Em estudo que tenta esquadrinhar essa realidade econômica, que justificava a concessão de privilégios bastante amplos ao comércio estrangeiro, Virgínia Rau focaliza “a presença em terra portuguesa de ingleses, flamengos, alemães, galegos e biscainhos, lado a lado com aragoneses, catalães, franceses, italianos e outros mercadores das partes mediterrânicas ou septentrionais” (1968b: 131-32)414. Essa mesma autora ainda escreve que “no último quartel do século XV são inúmeros os mercadores estrangeiros que se acolhem à cidadania portuguesa, por casamento com mulheres portuguesas ou por favor do rei” (p.143)415. O comércio, incluído o linguístico, era intenso com outras nações europeias, destacando-se a exportação de sal, ao lado de frutas, vinho, azeite. Mesmo concorrendo com a França, com quem chegou a ter comércio com essa mesma mercadoria416, Portugal sobressai nessas negociações sobretudo com interessados consumidores do Mar do Norte e do Báltico, por ser o seu produto “mais anídrico, e alvo e menos deliquescente”, informa Rau (1968d:177)417, convivendo, em contrapartida, com o problema da falta de suprimentos cerealíferos, a ponto mesmo de uma provisão de 14 de setembro de 1568 proibir venda de pão a estrangeiros, anota Oliveira Marques à crítica do autor de Ritratto et riuerso... (1987:1999)418. Além de trigo, dependia de fornecimento de madeira para a construção naval, como salienta o mesmo Oliveira Marques (1987:18), ademais de outros produtos manufaturados como tecidos de lã, aprestos navais, enxárcia e munições, adita Rau (1968d:181).

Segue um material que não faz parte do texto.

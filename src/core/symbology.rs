use serde::{Deserialize, Serialize};
use std::fmt;
use std::str::FromStr;

use crate::core::error::EncodeError;

/// Requestable barcode standard.
///
/// Several identifiers share one encoder implementation; see [`Symbology::family`].
#[derive(Debug, Clone, Copy, PartialEq, Eq, Hash, Default, Serialize, Deserialize)]
#[serde(rename_all = "kebab-case")]
pub enum Symbology {
    #[default]
    Unspecified,
    #[serde(rename = "upc-a")]
    UpcA,
    #[serde(rename = "upc-e")]
    UpcE,
    #[serde(rename = "upc-supplemental-2")]
    UpcSupplemental2,
    #[serde(rename = "upc-supplemental-5")]
    UpcSupplemental5,
    #[serde(rename = "ean-13")]
    Ean13,
    #[serde(rename = "ean-8")]
    Ean8,
    #[serde(rename = "interleaved-2of5")]
    Interleaved2of5,
    #[serde(rename = "interleaved-2of5-mod10")]
    Interleaved2of5Mod10,
    #[serde(rename = "standard-2of5")]
    Standard2of5,
    #[serde(rename = "standard-2of5-mod10")]
    Standard2of5Mod10,
    #[serde(rename = "industrial-2of5")]
    Industrial2of5,
    #[serde(rename = "industrial-2of5-mod10")]
    Industrial2of5Mod10,
    Code39,
    #[serde(rename = "code39-extended")]
    Code39Extended,
    #[serde(rename = "code39-mod43")]
    Code39Mod43,
    Codabar,
    Postnet,
    Bookland,
    Isbn,
    #[serde(rename = "jan-13")]
    Jan13,
    #[serde(rename = "msi-mod10")]
    MsiMod10,
    #[serde(rename = "msi-2mod10")]
    Msi2Mod10,
    #[serde(rename = "msi-mod11")]
    MsiMod11,
    #[serde(rename = "msi-mod11-mod10")]
    MsiMod11Mod10,
    ModifiedPlessey,
    Code11,
    #[serde(rename = "usd-8")]
    Usd8,
    #[serde(rename = "ucc-12")]
    Ucc12,
    #[serde(rename = "ucc-13")]
    Ucc13,
    Logmars,
    Code128,
    #[serde(rename = "code128-a")]
    Code128A,
    #[serde(rename = "code128-b")]
    Code128B,
    #[serde(rename = "code128-c")]
    Code128C,
    #[serde(rename = "itf-14")]
    Itf14,
    Code93,
    Telepen,
    Fim,
    Pharmacode,
}

/// Encoder implementation an identifier is routed to. Serialises as its display name.
#[derive(Debug, Clone, Copy, PartialEq, Eq, Hash)]
pub enum Family {
    UpcA,
    UpcE,
    UpcSupplement2,
    UpcSupplement5,
    Ean13,
    Ean8,
    Jan13,
    Isbn,
    Interleaved2of5,
    Standard2of5,
    Code39,
    Codabar,
    Postnet,
    Msi,
    Code11,
    Code128,
    Itf14,
    Code93,
    Telepen,
    Fim,
    Pharmacode,
}

/// Catalog entry: identifier, stable name, display name.
pub struct CatalogEntry {
    pub symbology: Symbology,
    pub name: &'static str,
    pub display: &'static str,
}

macro_rules! entry {
    ($sym:ident, $name:expr, $display:expr) => {
        CatalogEntry {
            symbology: Symbology::$sym,
            name: $name,
            display: $display,
        }
    };
}

static CATALOG: &[CatalogEntry] = &[
    entry!(UpcA, "upc-a", "UPC-A"),
    entry!(UpcE, "upc-e", "UPC-E"),
    entry!(UpcSupplemental2, "upc-supplemental-2", "UPC Supplemental 2-digit"),
    entry!(UpcSupplemental5, "upc-supplemental-5", "UPC Supplemental 5-digit"),
    entry!(Ean13, "ean-13", "EAN-13"),
    entry!(Ean8, "ean-8", "EAN-8"),
    entry!(Interleaved2of5, "interleaved-2of5", "Interleaved 2 of 5"),
    entry!(Interleaved2of5Mod10, "interleaved-2of5-mod10", "Interleaved 2 of 5 Mod 10"),
    entry!(Standard2of5, "standard-2of5", "Standard 2 of 5"),
    entry!(Standard2of5Mod10, "standard-2of5-mod10", "Standard 2 of 5 Mod 10"),
    entry!(Industrial2of5, "industrial-2of5", "Industrial 2 of 5"),
    entry!(Industrial2of5Mod10, "industrial-2of5-mod10", "Industrial 2 of 5 Mod 10"),
    entry!(Code39, "code39", "Code 39"),
    entry!(Code39Extended, "code39-extended", "Code 39 Extended"),
    entry!(Code39Mod43, "code39-mod43", "Code 39 Mod 43"),
    entry!(Codabar, "codabar", "Codabar"),
    entry!(Postnet, "postnet", "PostNet"),
    entry!(Bookland, "bookland", "Bookland"),
    entry!(Isbn, "isbn", "ISBN"),
    entry!(Jan13, "jan-13", "JAN-13"),
    entry!(MsiMod10, "msi-mod10", "MSI Mod 10"),
    entry!(Msi2Mod10, "msi-2mod10", "MSI 2 Mod 10"),
    entry!(MsiMod11, "msi-mod11", "MSI Mod 11"),
    entry!(MsiMod11Mod10, "msi-mod11-mod10", "MSI Mod 11 Mod 10"),
    entry!(ModifiedPlessey, "modified-plessey", "Modified Plessey"),
    entry!(Code11, "code11", "Code 11"),
    entry!(Usd8, "usd-8", "USD-8"),
    entry!(Ucc12, "ucc-12", "UCC-12"),
    entry!(Ucc13, "ucc-13", "UCC-13"),
    entry!(Logmars, "logmars", "LOGMARS"),
    entry!(Code128, "code128", "Code 128"),
    entry!(Code128A, "code128-a", "Code 128-A"),
    entry!(Code128B, "code128-b", "Code 128-B"),
    entry!(Code128C, "code128-c", "Code 128-C"),
    entry!(Itf14, "itf-14", "ITF-14"),
    entry!(Code93, "code93", "Code 93"),
    entry!(Telepen, "telepen", "Telepen"),
    entry!(Fim, "fim", "FIM"),
    entry!(Pharmacode, "pharmacode", "Pharmacode"),
];

impl Symbology {
    /// Every requestable identifier, in catalog order. `Unspecified` is not listed.
    pub fn catalog() -> &'static [CatalogEntry] {
        CATALOG
    }

    fn entry(self) -> Option<&'static CatalogEntry> {
        CATALOG.iter().find(|e| e.symbology == self)
    }

    pub fn name(self) -> &'static str {
        self.entry().map_or("unspecified", |e| e.name)
    }

    pub fn display_name(self) -> &'static str {
        self.entry().map_or("Unspecified", |e| e.display)
    }

    /// Encoder implementation this identifier is routed to, `None` for `Unspecified`.
    pub fn family(self) -> Option<Family> {
        use Symbology::*;
        let family = match self {
            Unspecified => return None,
            UpcA | Ucc12 => Family::UpcA,
            UpcE => Family::UpcE,
            UpcSupplemental2 => Family::UpcSupplement2,
            UpcSupplemental5 => Family::UpcSupplement5,
            Ean13 | Ucc13 => Family::Ean13,
            Ean8 => Family::Ean8,
            Jan13 => Family::Jan13,
            Isbn | Bookland => Family::Isbn,
            Interleaved2of5 | Interleaved2of5Mod10 => Family::Interleaved2of5,
            Standard2of5 | Standard2of5Mod10 | Industrial2of5 | Industrial2of5Mod10 => {
                Family::Standard2of5
            }
            Code39 | Code39Extended | Code39Mod43 | Logmars => Family::Code39,
            Codabar => Family::Codabar,
            Postnet => Family::Postnet,
            MsiMod10 | Msi2Mod10 | MsiMod11 | MsiMod11Mod10 | ModifiedPlessey => Family::Msi,
            Code11 | Usd8 => Family::Code11,
            Code128 | Code128A | Code128B | Code128C => Family::Code128,
            Itf14 => Family::Itf14,
            Code93 => Family::Code93,
            Telepen => Family::Telepen,
            Fim => Family::Fim,
            Pharmacode => Family::Pharmacode,
        };
        Some(family)
    }
}

impl fmt::Display for Symbology {
    fn fmt(&self, f: &mut fmt::Formatter<'_>) -> fmt::Result {
        f.write_str(self.name())
    }
}

impl fmt::Display for Family {
    fn fmt(&self, f: &mut fmt::Formatter<'_>) -> fmt::Result {
        let name = match self {
            Family::UpcA => "upc-a",
            Family::UpcE => "upc-e",
            Family::UpcSupplement2 => "upc-supplement-2",
            Family::UpcSupplement5 => "upc-supplement-5",
            Family::Ean13 => "ean-13",
            Family::Ean8 => "ean-8",
            Family::Jan13 => "jan-13",
            Family::Isbn => "isbn",
            Family::Interleaved2of5 => "interleaved-2of5",
            Family::Standard2of5 => "standard-2of5",
            Family::Code39 => "code39",
            Family::Codabar => "codabar",
            Family::Postnet => "postnet",
            Family::Msi => "msi",
            Family::Code11 => "code11",
            Family::Code128 => "code128",
            Family::Itf14 => "itf-14",
            Family::Code93 => "code93",
            Family::Telepen => "telepen",
            Family::Fim => "fim",
            Family::Pharmacode => "pharmacode",
        };
        f.write_str(name)
    }
}

impl Serialize for Family {
    fn serialize<S: serde::Serializer>(&self, serializer: S) -> Result<S::Ok, S::Error> {
        serializer.collect_str(self)
    }
}

/// Accepts catalog names case-insensitively, ignoring `-`, `_` and spaces
/// (`UPC_A`, `upca` and `upc-a` are the same identifier).
impl FromStr for Symbology {
    type Err = EncodeError;

    fn from_str(s: &str) -> Result<Self, Self::Err> {
        let wanted = squash(s);
        CATALOG
            .iter()
            .find(|e| squash(e.name) == wanted)
            .map(|e| e.symbology)
            .ok_or_else(|| {
                EncodeError::configuration(
                    "EENCODE-2",
                    format!("Unsupported encoding type specified. ('{}')", s.trim()),
                )
            })
    }
}

fn squash(s: &str) -> String {
    s.chars()
        .filter(|c| !matches!(c, '-' | '_' | ' '))
        .map(|c| c.to_ascii_lowercase())
        .collect()
}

Esses produtos constituíam lexias que saltitavam nos contatos linguísticos entre estrangeiros e lusos. Nos fins do século XV e início do XVI, o afluxo irá aumentar com a descoberta das rotas marítimas por Vasco da Gama. Às voltas com falta de capital para aquisição das mercadorias trazidas do Oriente, que também precisavam de escoamento entre os portos portugueses e as regiões do Norte e do Sul da Europa, Portugal enche-se de estrangeiros cuja vinda é estimulada pela Coroa, sobretudo italianos, que foram uma forte presença em terras lusitanas419, pois, “unici fra gli stranieri, associano le loro navi alle

414 Tb.: Mauro (1991:40).

415 Tb.: Diffie (1970:7 e 10). Sobre a presença de italianos, especialmente genoveses, milaneses e também florentinos “en el centro principal de la expansión ibérica por el Atlántico, Lisboa”, v. Otte (1980: esp. p. 49-50 e 54).

416 V. Rau (1968c:183) e Azaola (1977:23).

417 O autor quinhentista de Ritratto et riuerso..., relato reproduzido por Oliveira Marques, é preciso em informar que “faz-se grande quantidade de sal de que se abastece a maior parte dos países setentrionais, o que é causa de grande tráfico e de grande concurso de navios” (1987:189).

418 Cotta do Amaral depois de dizer que os mercadores estrangeiros traziam trigo, panos e coirama e compravam sal, peixe (atum e sardinha), azeite vinho e mel, frutas do Algarve, açúcar, adquiriam também “provisão das naus, como pão, carne e legumes” (1965:52).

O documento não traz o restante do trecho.